Your task
The response should consist of the records that follow, printed exactly.
◇ ◇ ◇ ◇ ◇ ◇ ◇
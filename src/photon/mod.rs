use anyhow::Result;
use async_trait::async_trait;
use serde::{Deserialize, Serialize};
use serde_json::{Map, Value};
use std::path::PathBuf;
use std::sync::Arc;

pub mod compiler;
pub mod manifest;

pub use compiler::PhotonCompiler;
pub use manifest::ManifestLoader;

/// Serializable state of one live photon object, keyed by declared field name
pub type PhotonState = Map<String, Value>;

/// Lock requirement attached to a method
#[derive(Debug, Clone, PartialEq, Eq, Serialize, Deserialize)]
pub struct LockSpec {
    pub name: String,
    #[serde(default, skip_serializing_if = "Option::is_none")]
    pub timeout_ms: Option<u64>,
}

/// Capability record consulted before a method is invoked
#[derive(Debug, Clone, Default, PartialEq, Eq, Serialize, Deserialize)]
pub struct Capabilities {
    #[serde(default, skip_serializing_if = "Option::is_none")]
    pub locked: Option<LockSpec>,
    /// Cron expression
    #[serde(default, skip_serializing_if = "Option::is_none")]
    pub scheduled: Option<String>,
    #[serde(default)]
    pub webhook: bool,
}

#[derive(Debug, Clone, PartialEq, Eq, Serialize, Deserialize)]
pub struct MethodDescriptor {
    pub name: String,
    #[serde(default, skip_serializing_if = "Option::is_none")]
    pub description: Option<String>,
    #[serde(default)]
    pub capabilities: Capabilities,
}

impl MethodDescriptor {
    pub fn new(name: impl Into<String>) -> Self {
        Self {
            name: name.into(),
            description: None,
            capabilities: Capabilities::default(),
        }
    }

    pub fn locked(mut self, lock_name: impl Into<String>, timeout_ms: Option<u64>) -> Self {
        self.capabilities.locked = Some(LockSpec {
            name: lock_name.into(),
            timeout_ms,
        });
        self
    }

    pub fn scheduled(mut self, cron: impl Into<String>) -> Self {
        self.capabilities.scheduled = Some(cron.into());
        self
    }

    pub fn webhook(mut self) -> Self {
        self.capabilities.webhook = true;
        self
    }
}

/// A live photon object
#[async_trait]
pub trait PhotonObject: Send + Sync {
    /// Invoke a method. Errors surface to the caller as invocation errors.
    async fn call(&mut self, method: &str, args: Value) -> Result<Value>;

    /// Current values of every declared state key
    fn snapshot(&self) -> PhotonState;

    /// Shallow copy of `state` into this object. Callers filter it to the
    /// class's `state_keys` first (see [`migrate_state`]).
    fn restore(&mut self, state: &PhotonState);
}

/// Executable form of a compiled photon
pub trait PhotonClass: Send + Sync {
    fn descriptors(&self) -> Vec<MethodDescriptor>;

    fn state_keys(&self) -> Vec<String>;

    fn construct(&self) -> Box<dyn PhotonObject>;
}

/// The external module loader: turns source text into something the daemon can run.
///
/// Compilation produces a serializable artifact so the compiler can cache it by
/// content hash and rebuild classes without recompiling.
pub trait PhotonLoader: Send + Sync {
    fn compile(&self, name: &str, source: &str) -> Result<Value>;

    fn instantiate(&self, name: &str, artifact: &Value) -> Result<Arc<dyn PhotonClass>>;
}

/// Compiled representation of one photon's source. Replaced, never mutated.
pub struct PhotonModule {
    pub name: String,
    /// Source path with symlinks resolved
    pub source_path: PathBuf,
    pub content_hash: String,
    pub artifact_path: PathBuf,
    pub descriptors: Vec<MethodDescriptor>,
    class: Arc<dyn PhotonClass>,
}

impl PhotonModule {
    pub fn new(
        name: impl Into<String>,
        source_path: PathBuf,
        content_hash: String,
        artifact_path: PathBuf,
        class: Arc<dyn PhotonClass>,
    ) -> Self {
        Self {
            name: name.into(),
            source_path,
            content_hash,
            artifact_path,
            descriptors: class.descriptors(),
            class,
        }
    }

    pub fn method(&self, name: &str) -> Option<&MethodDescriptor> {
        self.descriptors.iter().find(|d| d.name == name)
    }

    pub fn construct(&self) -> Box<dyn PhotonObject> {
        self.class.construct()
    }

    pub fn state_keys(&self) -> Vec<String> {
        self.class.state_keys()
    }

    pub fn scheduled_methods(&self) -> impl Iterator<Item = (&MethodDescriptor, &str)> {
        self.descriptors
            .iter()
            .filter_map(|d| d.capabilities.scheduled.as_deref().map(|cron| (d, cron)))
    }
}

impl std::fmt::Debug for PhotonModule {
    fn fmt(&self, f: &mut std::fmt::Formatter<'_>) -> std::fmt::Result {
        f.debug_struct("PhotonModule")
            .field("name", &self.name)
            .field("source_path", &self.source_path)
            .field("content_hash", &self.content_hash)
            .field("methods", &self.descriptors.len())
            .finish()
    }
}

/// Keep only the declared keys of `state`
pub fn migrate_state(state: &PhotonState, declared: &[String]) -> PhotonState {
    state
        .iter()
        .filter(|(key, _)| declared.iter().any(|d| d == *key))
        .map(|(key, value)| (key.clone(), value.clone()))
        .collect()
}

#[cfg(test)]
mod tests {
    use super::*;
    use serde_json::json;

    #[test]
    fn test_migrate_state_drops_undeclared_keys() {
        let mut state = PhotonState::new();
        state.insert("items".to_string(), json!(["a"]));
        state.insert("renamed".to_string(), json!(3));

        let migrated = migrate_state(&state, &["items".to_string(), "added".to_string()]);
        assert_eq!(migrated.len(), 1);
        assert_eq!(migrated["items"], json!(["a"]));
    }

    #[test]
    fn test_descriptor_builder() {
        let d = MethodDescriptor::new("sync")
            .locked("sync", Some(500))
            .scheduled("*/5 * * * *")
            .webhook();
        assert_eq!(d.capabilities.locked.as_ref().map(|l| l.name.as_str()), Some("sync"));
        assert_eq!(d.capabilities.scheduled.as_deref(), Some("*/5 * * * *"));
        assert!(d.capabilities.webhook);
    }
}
◇ ◇ ◇ ◇ ◇ ◇ ◇
Reply to the exercise
filename src/photon/mod.rs
use anyhow::Result;
use async_trait::async_trait;
use serde::{Deserialize, Serialize};
use serde_json::{Map, Value};
use std::path::PathBuf;
use std::sync::Arc;

pub mod compiler;
pub mod manifest;

pub use compiler::PhotonCompiler;
pub use manifest::ManifestLoader;

/// Serializable state of one live photon object, keyed by declared field name
pub type PhotonState = Map<String, Value>;

/// Lock requirement attached to a method
#[derive(Debug, Clone, PartialEq, Eq, Serialize, Deserialize)]
pub struct LockSpec {
    pub name: String,
    #[serde(default, skip_serializing_if = "Option::is_none")]
    pub timeout_ms: Option<u64>,
}

/// Capability record consulted before a method is invoked
#[derive(Debug, Clone, Default, PartialEq, Eq, Serialize, Deserialize)]
pub struct Capabilities {
    #[serde(default, skip_serializing_if = "Option::is_none")]
    pub locked: Option<LockSpec>,
    /// Cron expression
    #[serde(default, skip_serializing_if = "Option::is_none")]
    pub scheduled: Option<String>,
    #[serde(default)]
    pub webhook: bool,
}

#[derive(Debug, Clone, PartialEq, Eq, Serialize, Deserialize)]
pub struct MethodDescriptor {
    pub name: String,
    #[serde(default, skip_serializing_if = "Option::is_none")]
    pub description: Option<String>,
    #[serde(default)]
    pub capabilities: Capabilities,
}

impl MethodDescriptor {
    pub fn new(name: impl Into<String>) -> Self {
        Self {
            name: name.into(),
            description: None,
            capabilities: Capabilities::default(),
        }
    }

    pub fn locked(mut self, lock_name: impl Into<String>, timeout_ms: Option<u64>) -> Self {
        self.capabilities.locked = Some(LockSpec {
            name: lock_name.into(),
            timeout_ms,
        });
        self
    }

    pub fn scheduled(mut self, cron: impl Into<String>) -> Self {
        self.capabilities.scheduled = Some(cron.into());
        self
    }

    pub fn webhook(mut self) -> Self {
        self.capabilities.webhook = true;
        self
    }
}

/// A live photon object
#[async_trait]
pub trait PhotonObject: Send + Sync {
    /// Invoke a method. Errors surface to the caller as invocation errors.
    async fn call(&mut self, method: &str, args: Value) -> Result<Value>;

    /// Current values of every declared state key
    fn snapshot(&self) -> PhotonState;

    /// Shallow copy of `state` into this object. Callers filter it to the
    /// class's `state_keys` first (see [`migrate_state`]).
    fn restore(&mut self, state: &PhotonState);
}

/// Executable form of a compiled photon
pub trait PhotonClass: Send + Sync {
    fn descriptors(&self) -> Vec<MethodDescriptor>;

    fn state_keys(&self) -> Vec<String>;

    fn construct(&self) -> Box<dyn PhotonObject>;
}

/// The external module loader: turns source text into something the daemon can run.
///
/// Compilation produces a serializable artifact so the compiler can cache it by
/// content hash and rebuild classes without recompiling.
pub trait PhotonLoader: Send + Sync {
    fn compile(&self, name: &str, source: &str) -> Result<Value>;

    fn instantiate(&self, name: &str, artifact: &Value) -> Result<Arc<dyn PhotonClass>>;
}

/// Compiled representation of one photon's source. Replaced, never mutated.
pub struct PhotonModule {
    pub name: String,
    /// Source path with symlinks resolved
    pub source_path: PathBuf,
    pub content_hash: String,
    pub artifact_path: PathBuf,
    pub descriptors: Vec<MethodDescriptor>,
    class: Arc<dyn PhotonClass>,
}

impl PhotonModule {
    pub fn new(
        name: impl Into<String>,
        source_path: PathBuf,
        content_hash: String,
        artifact_path: PathBuf,
        class: Arc<dyn PhotonClass>,
    ) -> Self {
        Self {
            name: name.into(),
            source_path,
            content_hash,
            artifact_path,
            descriptors: class.descriptors(),
            class,
        }
    }

    pub fn method(&self, name: &str) -> Option<&MethodDescriptor> {
        self.descriptors.iter().find(|d| d.name == name)
    }

    pub fn construct(&self) -> Box<dyn PhotonObject> {
        self.class.construct()
    }

    pub fn state_keys(&self) -> Vec<String> {
        self.class.state_keys()
    }

    pub fn scheduled_methods(&self) -> impl Iterator<Item = (&MethodDescriptor, &str)> {
        self.descriptors
            .iter()
            .filter_map(|d| d.capabilities.scheduled.as_deref().map(|cron| (d, cron)))
    }
}

impl std::fmt::Debug for PhotonModule {
    fn fmt(&self, f: &mut std::fmt::Formatter<'_>) -> std::fmt::Result {
        f.debug_struct("PhotonModule")
            .field("name", &self.name)
            .field("source_path", &self.source_path)
            .field("content_hash", &self.content_hash)
            .field("methods", &self.descriptors.len())
            .finish()
    }
}

/// Keep only the declared keys of `state`
pub fn migrate_state(state: &PhotonState, declared: &[String]) -> PhotonState {
    state
        .iter()
        .filter(|(key, _)| declared.iter().any(|d| d == *key))
        .map(|(key, value)| (key.clone(), value.clone()))
        .collect()
}

#[cfg(test)]
mod tests {
    use super::*;
    use serde_json::json;

    #[test]
    fn test_migrate_state_drops_undeclared_keys() {
        let mut state = PhotonState::new();
        state.insert("items".to_string(), json!(["a"]));
        state.insert("renamed".to_string(), json!(3));

        let migrated = migrate_state(&state, &["items".to_string(), "added".to_string()]);
        assert_eq!(migrated.len(), 1);
        assert_eq!(migrated["items"], json!(["a"]));
    }

    #[test]
    fn test_descriptor_builder() {
        let d = MethodDescriptor::new("sync")
            .locked("sync", Some(500))
            .scheduled("*/5 * * * *")
            .webhook();
        assert_eq!(d.capabilities.locked.as_ref().map(|l| l.name.as_str()), Some("sync"));
        assert_eq!(d.capabilities.scheduled.as_deref(), Some("*/5 * * * *"));
        assert!(d.capabilities.webhook);
    }
}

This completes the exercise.